Start of Records for this exercise

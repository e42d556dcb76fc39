// Cloud API response types
//
// Every endpoint wraps its payload in the `Envelope<T>` envelope. Device
// fields use `#[serde(default)]` liberally because the cloud omits any
// measurement a given model doesn't support, and sends numbers as either
// JSON numbers or numeric strings depending on firmware.

use serde::{Deserialize, Serialize};

// ── Response envelope ────────────────────────────────────────────────

/// Envelope code signalling success.
pub const CODE_OK: i64 = 0;

/// Envelope code signalling an expired or revoked token.
pub const CODE_TOKEN_EXPIRED: i64 = 3;

/// Standard vendor response envelope.
///
/// ```json
/// { "code": 0, "data": ..., "message": "optional" }
/// ```
///
/// `code` == 0 means success; `code` == 3 specifically signals token
/// expiry; any other value is a generic rejection.
#[derive(Debug, Deserialize)]
#[serde(bound(deserialize = "T: serde::de::DeserializeOwned"))]
pub struct Envelope<T> {
    pub code: i64,
    #[serde(default)]
    pub data: Option<T>,
    #[serde(default)]
    pub message: Option<String>,
}

/// Payload of a successful `/login` response.
#[derive(Debug, Deserialize)]
pub struct LoginData {
    pub token: String,
}

// ── Device ───────────────────────────────────────────────────────────

/// One device object from `/data/all`.
///
/// The MAC address is the only stable identity; `alias` and `type` can
/// change between polls when the user renames or re-registers a device.
/// Measurement fields are kept as raw JSON values -- normalization
/// (string-to-number parsing, rounding) happens in the presentation
/// layer so a malformed field degrades to "absent" instead of failing
/// the whole response.
#[derive(Debug, Clone, Serialize, Deserialize)]
pub struct DeviceRecord {
    pub mac: String,
    #[serde(default)]
    pub alias: Option<String>,
    #[serde(default, rename = "type")]
    pub model_code: Option<String>,
    #[serde(default)]
    pub temperature: Option<serde_json::Value>,
    #[serde(default)]
    pub humidity: Option<serde_json::Value>,
    #[serde(default)]
    pub power: Option<serde_json::Value>,
    /// Catch-all for undocumented fields.
    #[serde(flatten)]
    pub extra: serde_json::Map<String, serde_json::Value>,
}

impl DeviceRecord {
    /// The user-facing name: alias when set, MAC otherwise.
    pub fn display_name(&self) -> &str {
        self.alias.as_deref().unwrap_or(&self.mac)
    }
}
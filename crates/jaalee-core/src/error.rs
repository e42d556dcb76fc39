use thiserror::Error;

use crate::flow::FlowStep;

/// Account-level errors surfaced to consumers (CLI).
///
/// Nothing here is fatal to the process -- every variant degrades to
/// "this account's data is unavailable" at the presentation layer.
#[derive(Debug, Error)]
pub enum CoreError {
    /// The stored token was rejected by the cloud. There is no refresh
    /// endpoint; the user must run the setup wizard again.
    #[error("stale credential for '{email}' -- run the login wizard again")]
    StaleCredential { email: String },

    /// Anything the API client reported: transport, envelope rejection,
    /// malformed payload.
    #[error(transparent)]
    Api(#[from] jaalee_api::Error),
}

/// Step-level outcomes of the setup wizard.
///
/// `CannotGetCode` and `InvalidCode` re-present the current step; the
/// other variants end the flow.
#[derive(Debug, Error)]
pub enum FlowError {
    /// The email is already registered as an account. Aborts the flow
    /// before any network call is made.
    #[error("account '{email}' is already configured")]
    AlreadyConfigured { email: String },

    /// Requesting a verification code failed. The email step is
    /// re-presented; transport causes are not distinguished for the user.
    #[error("could not request a verification code")]
    CannotGetCode {
        #[source]
        source: jaalee_api::Error,
    },

    /// The login attempt was rejected. The code step is re-presented.
    #[error("verification code rejected")]
    InvalidCode {
        #[source]
        source: jaalee_api::Error,
    },

    /// A submission arrived for a step the flow is not in (including
    /// any submission after the flow completed or aborted).
    #[error("flow is in step {actual:?}, expected {expected:?}")]
    WrongStep { actual: FlowStep, expected: FlowStep },
}

impl FlowError {
    /// Whether the current step may simply be retried with new input.
    pub fn is_retryable(&self) -> bool {
        matches!(self, Self::CannotGetCode { .. } | Self::InvalidCode { .. })
    }
}
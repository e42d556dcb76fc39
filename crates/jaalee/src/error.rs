//! CLI error types with miette diagnostics.
//!
//! Maps `CoreError` and `ConfigError` variants into user-facing errors
//! with actionable help text.

use miette::Diagnostic;
use thiserror::Error;

use jaalee_core::CoreError;

/// Exit codes.
pub mod exit_code {
    pub const GENERAL: i32 = 1;
    pub const USAGE: i32 = 2;
    pub const AUTH: i32 = 3;
    pub const CONFLICT: i32 = 6;
    pub const CONNECTION: i32 = 7;
}

#[derive(Debug, Error, Diagnostic)]
pub enum CliError {
    // ── Accounts ─────────────────────────────────────────────────────
    #[error("account '{email}' is already configured")]
    #[diagnostic(
        code(jaalee::duplicate_account),
        help(
            "Each email can be linked once. Remove its profile from\n\
             {path} to link it again."
        )
    )]
    DuplicateAccount { email: String, path: String },

    #[error("no token stored for account '{email}'")]
    #[diagnostic(
        code(jaalee::no_credentials),
        help("Run: jaalee login")
    )]
    NoCredentials { email: String },

    #[error("stored token for '{email}' was rejected by the cloud")]
    #[diagnostic(
        code(jaalee::stale_token),
        help(
            "The token has expired and there is no automatic renewal.\n\
             Run: jaalee login"
        )
    )]
    StaleToken { email: String },

    // ── Cloud ────────────────────────────────────────────────────────
    #[error("cloud request failed")]
    #[diagnostic(
        code(jaalee::cloud),
        help("Check network connectivity; a running watch retries on its next cycle.")
    )]
    Cloud {
        #[source]
        source: jaalee_api::Error,
    },

    // ── Wizard ───────────────────────────────────────────────────────
    #[error("setup wizard failed: {message}")]
    #[diagnostic(code(jaalee::wizard))]
    Wizard { message: String },

    // ── Configuration / IO ───────────────────────────────────────────
    #[error(transparent)]
    #[diagnostic(code(jaalee::config))]
    Config(#[from] jaalee_config::ConfigError),

    #[error(transparent)]
    Io(#[from] std::io::Error),

    #[error(transparent)]
    Dialog(#[from] dialoguer::Error),
}

impl CliError {
    /// Map this error to an exit code for process termination.
    pub fn exit_code(&self) -> i32 {
        match self {
            Self::NoCredentials { .. } | Self::StaleToken { .. } => exit_code::AUTH,
            Self::DuplicateAccount { .. } => exit_code::CONFLICT,
            Self::Cloud { .. } => exit_code::CONNECTION,
            Self::Config(_) => exit_code::USAGE,
            _ => exit_code::GENERAL,
        }
    }
}

impl From<CoreError> for CliError {
    fn from(err: CoreError) -> Self {
        match err {
            CoreError::StaleCredential { email } => Self::StaleToken { email },
            CoreError::Api(source) => Self::Cloud { source },
        }
    }
}
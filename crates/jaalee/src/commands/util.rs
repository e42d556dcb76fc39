//! Shared table rendering for sensor readings.

use owo_colors::OwoColorize;
use tabled::settings::Style;
use tabled::{Table, Tabled};

use jaalee_core::{Metric, SensorState};

#[derive(Tabled)]
struct SensorRow {
    #[tabled(rename = "Sensor")]
    name: String,
    #[tabled(rename = "MAC")]
    mac: String,
    #[tabled(rename = "Model")]
    model: String,
    #[tabled(rename = "Reading")]
    reading: String,
    #[tabled(rename = "Status")]
    status: String,
}

impl From<&SensorState> for SensorRow {
    fn from(state: &SensorState) -> Self {
        Self {
            name: state.name.clone(),
            mac: state.mac.clone(),
            model: state.model.clone().unwrap_or_else(|| "-".into()),
            reading: format_reading(state),
            status: if state.available {
                "available".green().to_string()
            } else {
                "unavailable".red().to_string()
            },
        }
    }
}

/// Format a normalized value with its unit, matching the metric's
/// display precision (temperature one decimal, humidity whole percent).
fn format_reading(state: &SensorState) -> String {
    let Some(value) = state.value else {
        return "-".into();
    };
    match state.metric {
        Metric::Temperature => format!("{value:.1} {}", state.unit),
        Metric::Humidity => format!("{value:.0} {}", state.unit),
        Metric::Power => format!("{value} {}", state.unit),
    }
}

/// Render sensor states as a table, or a placeholder note when the
/// account has no entities yet.
pub fn render_states(states: &[SensorState]) -> String {
    if states.is_empty() {
        return "no sensors reported yet".dimmed().to_string();
    }
    let rows: Vec<SensorRow> = states.iter().map(SensorRow::from).collect();
    Table::new(rows).with(Style::sharp()).to_string()
}
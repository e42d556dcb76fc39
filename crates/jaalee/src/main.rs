mod cli;
mod commands;
mod error;

use clap::Parser;
use tracing_subscriber::EnvFilter;

use crate::cli::{Cli, Command};
use crate::error::CliError;

#[tokio::main]
async fn main() {
    let cli = Cli::parse();

    init_tracing(cli.global.verbose);

    if let Err(err) = run(cli).await {
        let code = err.exit_code();
        eprintln!("{:?}", miette::Report::new(err));
        std::process::exit(code);
    }
}

fn init_tracing(verbosity: u8) {
    let filter = match verbosity {
        0 => "warn",
        1 => "info",
        2 => "debug",
        _ => "trace",
    };

    tracing_subscriber::fmt()
        .with_env_filter(
            EnvFilter::try_from_default_env().unwrap_or_else(|_| EnvFilter::new(filter)),
        )
        .with_target(false)
        .init();
}

async fn run(cli: Cli) -> Result<(), CliError> {
    tracing::debug!(command = ?cli.command, "dispatching command");

    match cli.command {
        Command::Login(args) => commands::login::handle(args, &cli.global).await,
        Command::Devices => commands::devices::handle(&cli.global).await,
        Command::Watch => commands::watch::handle(&cli.global).await,
        Command::Accounts => commands::accounts::handle(&cli.global),
    }
}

End of Records for this exercise

## Instructions to follow
Search the data for the string "watch" and copy each line where it appears.

## Solution for this exercise
        help("Check network connectivity; a running watch retries on its next cycle.")
        Command::Watch => commands::watch::handle(&cli.global).await,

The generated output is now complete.